Dad pointed to El Dorado in the distance. It marred the effect.

“That there's the kind of thing I hate,” he said. “The houses are all built on top of each other—it's like China.”

“That's just density,” Hank said, still snapping away in all directions. “I wouldn't do anything like that here—no way. I'd go with big lots, forty or fifty acres, and where that creek runs I'd forbid any development on either side, let it be a greenbelt.”

“You can do all that?”

“Sure—you can do whatever you want, impose any kind of restrictions because you're in the catbird seat.” He swiped through a couple of pictures. “Besides, it fits. The people that want this want to have space. Let 'em have horses, keep this barn, keep the name the Aberdeen. They'll feel like they're buying a piece of history.”
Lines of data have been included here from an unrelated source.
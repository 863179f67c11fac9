//! recordaid: identification daemon.
//!
//! Serves `POST /api/match` over three matching backends, reading known
//! people from SQLite or Supabase and ranking them on a dedicated matcher
//! thread.

pub mod api;
pub mod backend;
pub mod config;
pub mod embedder;
pub mod engine;
pub mod external;
pub mod images;

/// Matcher requests allowed to queue before handlers wait.
pub const ENGINE_QUEUE_DEPTH: usize = 64;
#[cfg(test)]
mod tests {
    use super::*;
    use crate::types::MatchCandidate;
    use std::collections::VecDeque;
    use std::sync::Mutex;

    struct ScriptedClient {
        responses: Mutex<VecDeque<(Duration, Result<MatchOutcome, String>)>>,
        queries: Mutex<Vec<Embedding>>,
    }

    impl ScriptedClient {
        fn new(responses: Vec<(Duration, Result<MatchOutcome, String>)>) -> Arc<Self> {
            Arc::new(Self {
                responses: Mutex::new(responses.into()),
                queries: Mutex::new(Vec::new()),
            })
        }

        fn calls(&self) -> usize {
            self.queries.lock().unwrap().len()
        }
    }

    impl IdentityClient for ScriptedClient {
        type Error = String;

        fn identify(
            &self,
            query: Embedding,
        ) -> impl Future<Output = Result<MatchOutcome, String>> + Send {
            self.queries.lock().unwrap().push(query);
            let next = self.responses.lock().unwrap().pop_front();
            async move {
                let (delay, result) = next.unwrap_or((Duration::ZERO, Ok(miss())));
                if !delay.is_zero() {
                    tokio::time::sleep(delay).await;
                }
                result
            }
        }
    }

    fn hit(id: &str, name: &str) -> MatchOutcome {
        let candidate = MatchCandidate {
            person: PersonProfile {
                id: id.into(),
                full_name: name.into(),
                ..Default::default()
            },
            distance: 0.1,
        };
        MatchOutcome {
            found: true,
            best: Some(candidate.clone()),
            confidence: Some(crate::types::Confidence::High),
            runner_ups: vec![candidate],
            threshold: 0.6,
            skipped: 0,
            message: format!("Match found: {name}"),
        }
    }

    fn miss() -> MatchOutcome {
        MatchOutcome::not_found(0.6, "No known people available for matching")
    }

    fn single_sample_config() -> SessionConfig {
        SessionConfig {
            sampling: SamplingPlan::single(),
            ..Default::default()
        }
    }

    fn face(x: f32, descriptor: &[f32]) -> Detection {
        Detection {
            bbox: BoundingBox { x, y: 0.0, width: 40.0, height: 40.0, confidence: 0.9 },
            descriptor: Some(Embedding::new(descriptor.to_vec())),
        }
    }

    #[tokio::test]
    async fn test_first_detection_queries_and_match_sticks() {
        let client = ScriptedClient::new(vec![(Duration::ZERO, Ok(hit("p1", "Alice")))]);
        let mut session = FaceSession::new(client.clone(), single_sample_config());
        let t0 = Instant::now();

        session.observe(t0, &[face(0.0, &[0.1, 0.2])]);
        assert_eq!(client.calls(), 1);

        match session.next_event().await {
            Some(SessionEvent::Identified { person, greet, .. }) => {
                assert_eq!(person.full_name, "Alice");
                assert!(greet);
            }
            other => panic!("expected identification, got {other:?}"),
        }

        // Same face keeps being tracked: no more requests, however long.
        session.observe(t0 + Duration::from_secs(30), &[face(2.0, &[0.1, 0.2])]);
        assert_eq!(client.calls(), 1);
        assert_eq!(session.in_flight(), 0);
    }

    #[tokio::test]
    async fn test_unmatched_face_retries_after_window() {
        let client = ScriptedClient::new(vec![
            (Duration::ZERO, Ok(miss())),
            (Duration::ZERO, Ok(hit("p1", "Alice"))),
        ]);
        let mut session = FaceSession::new(client.clone(), single_sample_config());
        let t0 = Instant::now();

        session.observe(t0, &[face(0.0, &[0.1])]);
        assert!(matches!(
            session.next_event().await,
            Some(SessionEvent::NotIdentified { .. })
        ));

        session.observe(t0 + Duration::from_millis(500), &[face(0.0, &[0.1])]);
        session.observe(t0 + Duration::from_millis(1500), &[face(0.0, &[0.1])]);
        assert_eq!(client.calls(), 1);

        session.observe(t0 + Duration::from_secs(2), &[face(0.0, &[0.1])]);
        assert_eq!(client.calls(), 2);
        assert!(matches!(
            session.next_event().await,
            Some(SessionEvent::Identified { .. })
        ));
    }

    #[tokio::test]
    async fn test_completed_result_applied_by_late_frame() {
        let client = ScriptedClient::new(vec![(Duration::ZERO, Ok(hit("p1", "Alice")))]);
        let mut session = FaceSession::new(client.clone(), single_sample_config());
        let t0 = Instant::now();

        session.observe(t0, &[face(0.0, &[0.1])]);
        // Let the request finish without polling the session.
        tokio::time::sleep(Duration::from_millis(10)).await;

        // The next frame lands well past the retry window.
        let events = session.observe(t0 + Duration::from_secs(3), &[face(0.0, &[0.1])]);
        match events.as_slice() {
            [SessionEvent::Identified { person, greet, .. }] => {
                assert_eq!(person.full_name, "Alice");
                assert!(*greet);
            }
            other => panic!("expected identification, got {other:?}"),
        }
        assert_eq!(client.calls(), 1);
        assert!(session.next_event().await.is_none());
    }

    #[tokio::test]
    async fn test_completed_result_applied_before_face_leaves() {
        let client = ScriptedClient::new(vec![(Duration::ZERO, Ok(hit("p1", "Alice")))]);
        let mut session = FaceSession::new(client, single_sample_config());
        let t0 = Instant::now();

        session.observe(t0, &[face(0.0, &[0.1])]);
        tokio::time::sleep(Duration::from_millis(10)).await;

        let events = session.observe(t0 + Duration::from_millis(250), &[]);
        assert!(matches!(
            events.as_slice(),
            [SessionEvent::Identified { .. }, SessionEvent::Lost { .. }]
        ));
        assert_eq!(session.greetings().len(), 1);
    }

    #[tokio::test]
    async fn test_slow_backend_within_timeout_identifies() {
        let client = ScriptedClient::new(vec![(Duration::from_millis(60), Ok(hit("p1", "Alice")))]);
        let config = SessionConfig {
            policy: ReidentifyPolicy::new(Duration::from_millis(20)),
            request_timeout: Duration::from_secs(1),
            ..single_sample_config()
        };
        let mut session = FaceSession::new(client.clone(), config);

        let mut events = Vec::new();
        for _ in 0..30 {
            events.extend(session.observe(Instant::now(), &[face(0.0, &[0.1])]));
            tokio::time::sleep(Duration::from_millis(5)).await;
        }
        while let Some(event) = session.next_event().await {
            events.push(event);
        }

        assert_eq!(client.calls(), 1);
        let identified = events
            .iter()
            .filter(|e| matches!(e, SessionEvent::Identified { .. }))
            .count();
        assert_eq!(identified, 1);
    }

    #[tokio::test]
    async fn test_lost_face_cancels_request() {
        let client = ScriptedClient::new(vec![(Duration::from_millis(50), Ok(hit("p1", "Alice")))]);
        let mut session = FaceSession::new(client.clone(), single_sample_config());
        let t0 = Instant::now();

        session.observe(t0, &[face(0.0, &[0.1])]);
        let events = session.observe(t0 + Duration::from_millis(100), &[]);
        assert!(matches!(events.as_slice(), [SessionEvent::Lost { .. }]));
        assert_eq!(session.tracked(), 0);
        assert!(session.next_event().await.is_none());
    }

    #[tokio::test]
    async fn test_timeout_is_a_failed_attempt() {
        let client = ScriptedClient::new(vec![(Duration::from_millis(200), Ok(hit("p1", "Alice")))]);
        let config = SessionConfig {
            request_timeout: Duration::from_millis(20),
            ..single_sample_config()
        };
        let mut session = FaceSession::new(client, config);
        let t0 = Instant::now();

        session.observe(t0, &[face(0.0, &[0.1])]);
        let track = session.tracker.tracks()[0].id;
        match session.next_event().await {
            Some(SessionEvent::NotIdentified { reason, outcome, .. }) => {
                assert!(reason.contains("timed out"));
                assert!(outcome.is_none());
            }
            other => panic!("expected timeout, got {other:?}"),
        }
        assert_eq!(
            session.status(track),
            Some(TrackStatus::Unmatched { last_attempt: t0 })
        );
    }

    #[tokio::test]
    async fn test_samples_spaced_and_averaged() {
        let client = ScriptedClient::new(vec![(Duration::ZERO, Ok(miss()))]);
        let config = SessionConfig {
            sampling: SamplingPlan {
                count: 3,
                interval: Duration::from_millis(150),
            },
            ..Default::default()
        };
        let mut session = FaceSession::new(client.clone(), config);
        let t0 = Instant::now();

        session.observe(t0, &[face(0.0, &[0.0, 3.0])]);
        session.observe(t0 + Duration::from_millis(50), &[face(0.0, &[100.0, 100.0])]);
        session.observe(t0 + Duration::from_millis(150), &[face(0.0, &[3.0, 6.0])]);
        assert_eq!(client.calls(), 0);
        session.observe(t0 + Duration::from_millis(300), &[face(0.0, &[6.0, 0.0])]);
        assert_eq!(client.calls(), 1);

        let queries = client.queries.lock().unwrap().clone();
        assert_eq!(queries[0], Embedding::new(vec![3.0, 3.0]));
    }

    #[tokio::test]
    async fn test_mixed_sample_lengths_fail_without_request() {
        let client = ScriptedClient::new(vec![]);
        let config = SessionConfig {
            sampling: SamplingPlan {
                count: 2,
                interval: Duration::ZERO,
            },
            ..Default::default()
        };
        let mut session = FaceSession::new(client.clone(), config);
        let t0 = Instant::now();

        session.observe(t0, &[face(0.0, &[0.0, 1.0])]);
        let events = session.observe(t0, &[face(0.0, &[0.0])]);
        assert!(matches!(events.as_slice(), [SessionEvent::NotIdentified { .. }]));
        assert_eq!(client.calls(), 0);
    }

    #[tokio::test]
    async fn test_faces_are_independent_and_greeted_once() {
        let client = ScriptedClient::new(vec![
            (Duration::ZERO, Ok(hit("p1", "Alice"))),
            (Duration::ZERO, Ok(hit("p1", "Alice"))),
        ]);
        let mut session = FaceSession::new(client.clone(), single_sample_config());
        let t0 = Instant::now();

        session.observe(t0, &[face(0.0, &[0.1]), face(400.0, &[0.1])]);
        assert_eq!(client.calls(), 2);
        assert_eq!(session.in_flight(), 2);

        let mut greets = Vec::new();
        while let Some(event) = session.next_event().await {
            if let SessionEvent::Identified { greet, .. } = event {
                greets.push(greet);
            }
        }
        greets.sort();
        assert_eq!(greets, vec![false, true]);
    }

    #[tokio::test]
    async fn test_end_resets_everything() {
        let client = ScriptedClient::new(vec![(Duration::from_millis(50), Ok(hit("p1", "Alice")))]);
        let mut session = FaceSession::new(client, single_sample_config());
        session.observe(Instant::now(), &[face(0.0, &[0.1])]);
        session.end();
        assert_eq!(session.tracked(), 0);
        assert_eq!(session.in_flight(), 0);
        assert!(session.next_event().await.is_none());
    }
}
“How do you deal with the mineral rights?” Dad asked.

“You just exclude them. It's done all the time. If you don't mind, Mr. McKnight—”

“Angus,” Dad said firmly.

“Angus—if you don't mind I'd love to just sketch some ideas, give you an idea of what it could look like.”

“I don't want you doing any work for free,” Dad said.

“I don't mind. I'm just starting out, and I need turns at bat. It's always great to have the first crack at something. And that way, you'd have something to look at.”

“All right, then, I'd appreciate it.”